A depressed patient who is receiving a tricyclic antidepressant tells the nurse, “My mood is a little better, but I’m so sleepy all the time that I can’t do much of anything.” The nurse should
A. tell the patient that the sleepiness will probably wear off in about 6 weeks.
B. suggest to the physician that the medication be administered in one bedtime dose.
C. withhold the drug until the physician examines the patient.
D. perform a mental status examination on the patient.
B. suggest to the physician that the medication be administered in one bedtime dose.
Rationale: Many tricyclic antidepressants can be given safely in a daily single dose. The drowsiness that is so annoying by day can help the patient’s sleep pattern.
The side effects of lithium the nurse can expect the patient to demonstrate when the serum lithium level is within the therapeutic range include:
A. extreme thirst and vomiting.
B. polyuria and fine hand tremor.
C. ataxia and orthostatic hypotension.
D. confusion, restlessness, and sleeplessness
B. polyuria and fine hand tremor.
Rationale: Because patients on lithium drink so much, polyuria is expected. A fine hand tremor is often present at therapeutic serum lithium levels. The other options present symptoms that are usually seen when the patient is experiencing lithium toxicity.
A student nurse caring for a depressed patient reads the following in the patient’s medical record: “This patient clearly shows the vegetative signs of depression.” What can the student expect to observe?
A. Suicidal ideation
B. Feelings of hopelessness, helplessness, and worthlessness
C. Constipation, anorexia, and sleep disturbance
D. Anxiety and psychomotor agitation
C. Constipation, anorexia, and sleep disturbance
Rationale: Vegetative signs of depression are alterations in body processes necessary to support life and growth.

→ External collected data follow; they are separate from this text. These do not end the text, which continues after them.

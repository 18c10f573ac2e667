//! # CLI Command Implementations
//!
//! One module per `whisk` subcommand. Each module contains:
//! - An `Args` struct that defines the command-specific arguments and options,
//!   derived using `clap`.
//! - An `execute` function that takes the parsed `Args` and calls into the
//!   `whisk` library.

pub mod completions;
pub mod configure;
pub mod validate;
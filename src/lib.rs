//! # Whisk Library
//!
//! Whisk turns a declarative project document (`whisk.yaml`) into a
//! configured layered build environment. A user picks one or more
//! *products*, a *mode*, a *site* and a *version*; whisk validates the
//! combination, remembers it between invocations and writes the files the
//! downstream build system reads.
//!
//! ## Quick Example
//!
//! ```
//! use std::collections::HashMap;
//! use std::path::Path;
//! use whisk::config::Project;
//!
//! let yaml = r#"
//! version: 2
//! versions:
//!   kirkstone:
//!     oeinit: "%{WHISK_PROJECT_ROOT}/poky/oe-init-build-env"
//! products:
//!   widget:
//!     default_version: kirkstone
//! modes:
//!   debug: {}
//! sites:
//!   lab: {}
//! "#;
//! let project = Project::parse(yaml, Path::new("/src/whisk.yaml"), HashMap::new()).unwrap();
//! assert!(project.document.products.contains_key("widget"));
//! ```
//!
//! ## Core Concepts
//!
//! - **Document (`config`, `template`)**: The typed project document and the
//!   `%{NAME}` substitution applied to every string in it.
//! - **Selection (`selection`, `cache`)**: Merging command line choices with
//!   the cached selection and the document defaults, and enforcing what may
//!   change after initialization.
//! - **Layers (`layers`, `compat`, `layerseries`)**: Which layer paths are
//!   included and masked, which subproducts exist, and which downstream
//!   naming conventions apply to the selected version.
//! - **Artifacts (`emit`)**: The environment file, `site.conf`,
//!   `bblayers.conf` and one multiconfig file per subproduct.
//! - **Fetching (`fetch`)**: Shell commands that populate layer sources.
//!
//! ## Execution Flow
//!
//! [`engine::configure`] drives one invocation: load the cache, resolve the
//! selection, resolve layers, optionally fetch, write the environment file,
//! write the build configuration when needed, and finally save the cache.
//! Every validation runs before the first write.

pub mod cache;
pub mod compat;
pub mod config;
pub mod defaults;
pub mod emit;
pub mod engine;
pub mod error;
pub mod fetch;
pub mod layers;
pub mod layerseries;
pub mod lint;
pub mod output;
pub mod selection;
pub mod suggestions;
pub mod template;
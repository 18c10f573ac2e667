//! Shared test utilities for E2E tests.
//!
//! ## Usage
//!
//! ```rust,ignore
//! mod common;
//! use common::prelude::*;
//!
//! #[test]
//! fn test_example() {
//!     let fixture = TestFixture::new().with_document(documents::TWO_VERSIONS);
//!     fixture.configure().arg("--list").assert().success();
//! }
//! ```

use assert_fs::prelude::*;
use std::path::{Path, PathBuf};

/// Re-export commonly used test dependencies for convenience.
pub mod prelude {
    pub use assert_fs::prelude::*;
    pub use predicates::prelude::*;

    pub use super::documents;
    pub use super::TestFixture;
}

/// Project documents used across the E2E tests.
#[allow(dead_code)]
pub mod documents {
    /// Two versions with one product each, plus a product sharing `kirkstone`.
    pub const TWO_VERSIONS: &str = r#"version: 2
defaults:
  mode: debug
  site: lab
core:
  layers: [core]
  conf: CORE_SETTING = "1"
versions:
  dunfell:
    compat: dunfell
    oeinit: "%{WHISK_PROJECT_ROOT}/poky/oe-init-build-env"
    layers:
      - name: core
        paths: ["%{WHISK_PROJECT_ROOT}/poky/meta"]
  kirkstone:
    compat: kirkstone
    oeinit: "%{WHISK_PROJECT_ROOT}/poky/oe-init-build-env"
    layers:
      - name: core
        paths: ["%{WHISK_PROJECT_ROOT}/poky/meta"]
      - name: bsp
        paths: ["%{WHISK_PROJECT_ROOT}/meta-bsp"]
products:
  old:
    description: Legacy board
    default_version: dunfell
    targets: [old-image]
  board:
    description: Current board
    default_version: kirkstone
    layers: [bsp]
    targets: [board-image]
  gadget:
    description: Current gadget
    default_version: kirkstone
    targets: [gadget-image]
modes:
  debug:
    description: Debug build
  release:
    description: Release build
sites:
  lab:
    description: Lab mirrors
"#;

    /// References a variable the test environment never defines.
    pub const UNDEFINED_VARIABLE: &str = r#"version: 2
versions:
  v1:
    oeinit: "%{WHISK_TEST_NEVER_SET}/oe-init-build-env"
products:
  p:
    default_version: v1
modes:
  m: {}
sites:
  s: {}
"#;
}

/// A temporary project directory with an optional `whisk.yaml`.
pub struct TestFixture {
    temp_dir: assert_fs::TempDir,
}

#[allow(dead_code)]
impl TestFixture {
    /// Create a new test fixture with an empty temporary directory.
    pub fn new() -> Self {
        Self {
            temp_dir: assert_fs::TempDir::new().expect("Failed to create temp directory"),
        }
    }

    /// Write `whisk.yaml` with the given content.
    pub fn with_document(self, content: &str) -> Self {
        self.temp_dir
            .child("whisk.yaml")
            .write_str(content)
            .expect("Failed to write document");
        self
    }

    pub fn path(&self) -> &Path {
        self.temp_dir.path()
    }

    pub fn child(&self, path: &str) -> assert_fs::fixture::ChildPath {
        self.temp_dir.child(path)
    }

    pub fn env_file(&self) -> PathBuf {
        self.path().join("env.sh")
    }

    pub fn read(&self, path: &str) -> String {
        std::fs::read_to_string(self.path().join(path)).expect("Failed to read file")
    }

    /// A `whisk` command running in the fixture directory, isolated from
    /// any `WHISK_*` settings of the calling environment.
    pub fn command(&self) -> assert_cmd::Command {
        let mut cmd = assert_cmd::cargo::cargo_bin_cmd!("whisk");
        cmd.current_dir(self.path())
            .env_remove("WHISK_CONF")
            .env_remove("WHISK_ENV_FILE")
            .env("NO_COLOR", "1");
        cmd
    }

    /// `whisk configure` writing its environment file into the fixture.
    pub fn configure(&self) -> assert_cmd::Command {
        let mut cmd = self.command();
        cmd.arg("configure").arg("--env-file").arg(self.env_file());
        cmd
    }
}

impl Default for TestFixture {
    fn default() -> Self {
        Self::new()
    }
}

Information given to a depressed patient and his or her family when the patient is begun on tricyclic antidepressant therapy should include
A. the need to avoid exposure to bright sunlight.

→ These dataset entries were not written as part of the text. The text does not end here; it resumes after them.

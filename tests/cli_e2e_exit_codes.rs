//! End-to-end tests for CLI exit codes.
//!
//! - Exit code 0: Success
//! - Exit code 1: Any resolution or validation failure
//! - Exit code 2: Invalid command-line usage (handled by clap)

mod common;
use common::prelude::*;

#[test]
fn test_exit_code_success() {
    let fixture = TestFixture::new().with_document(documents::TWO_VERSIONS);

    fixture
        .configure()
        .args(["--init", "--product", "board"])
        .assert()
        .code(0);
}

#[test]
fn test_exit_code_help() {
    TestFixture::new().command().arg("--help").assert().code(0);
}

#[test]
fn test_exit_code_version() {
    TestFixture::new().command().arg("--version").assert().code(0);
}

#[test]
fn test_exit_code_list_without_selection() {
    let fixture = TestFixture::new().with_document(documents::TWO_VERSIONS);

    fixture
        .command()
        .args(["configure", "--list"])
        .assert()
        .code(0);
}

#[test]
fn test_exit_code_error_missing_selection() {
    let document = documents::TWO_VERSIONS.replace("  mode: debug\n", "");
    let fixture = TestFixture::new().with_document(&document);

    fixture
        .configure()
        .args(["--init", "--product", "board"])
        .assert()
        .code(1)
        .stderr(predicate::str::contains("mode"));
}

#[test]
fn test_exit_code_error_document_not_found() {
    TestFixture::new()
        .command()
        .args(["validate", "nonexistent.yaml"])
        .assert()
        .code(1);
}

#[test]
fn test_exit_code_usage_unknown_flag() {
    TestFixture::new()
        .command()
        .args(["configure", "--unknown-flag-that-does-not-exist"])
        .assert()
        .code(2)
        .stderr(predicate::str::contains("error:"));
}

#[test]
fn test_exit_code_usage_unknown_subcommand() {
    TestFixture::new()
        .command()
        .arg("unknown-subcommand-xyz")
        .assert()
        .code(2)
        .stderr(predicate::str::contains("error:"));
}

B. the fact that mood improvement may take 7 to 28 days.
C. instructions to restrict sodium intake to 1 g daily.
D. the need to maintain a tyramine-free diet.
B. the fact that mood improvement may take 7 to 28 days.
Rationale: Improvement in mood may not be noticed by the patient for 3 to 4 weeks, and the full effect may take 6 to 8 weeks. To avoid discouragement, the patient should frequently be reassured that the medication works slowly.
What initial nursing intervention is appropriate to take in the immediate post-electroconvulsive therapy (ECT) treatment period?
A. Place the patient in the lateral position.
B. Repeatedly stimulate the patient to respond.
C. Assist the patient to sit up, then ambulate.
D. Begin forcing fluids
A. Place the patient in the lateral position.
Rationale: During the immediate posttreatment period, the patient is recovering from general anesthesia. Placing patients on their side prevents aspiration in the event that the swallowing and gag reflexes are slow to return.
Seclusion is being considered for a severely hyperactive, aggressive manic patient. Which rationale explains the usefulness of this intervention?
A. It permits uninterrupted nursing intervention time with other patients.
B. It assists in limit setting, enabling the patient to learn to follow unit rules.
C. It is an effective way of protecting the patient until medication can take effect.
D. It provides reduction of environmental stimuli that impact negatively on the patient
D. It provides reduction of environmental stimuli that impact negatively on the patient
Rationale: Seclusion is used when less restrictive measures have failed to help the patient maintain control. One of its benefits is to reduce overwhelming environmental stimuli impacting on an extremely distractible individual.
A parameter that should be observed when planning activities for a manic patient is
A. promote group activities.
B. avoid competitive activities.
C. discourage solitary activities.
D. require attendance at the community meetings.
B. avoid competitive activities.
Rationale: Group and competitive activities provide more stimulation than is therapeutic for a manic patient. A quiet, nonstimulating environment is desirable.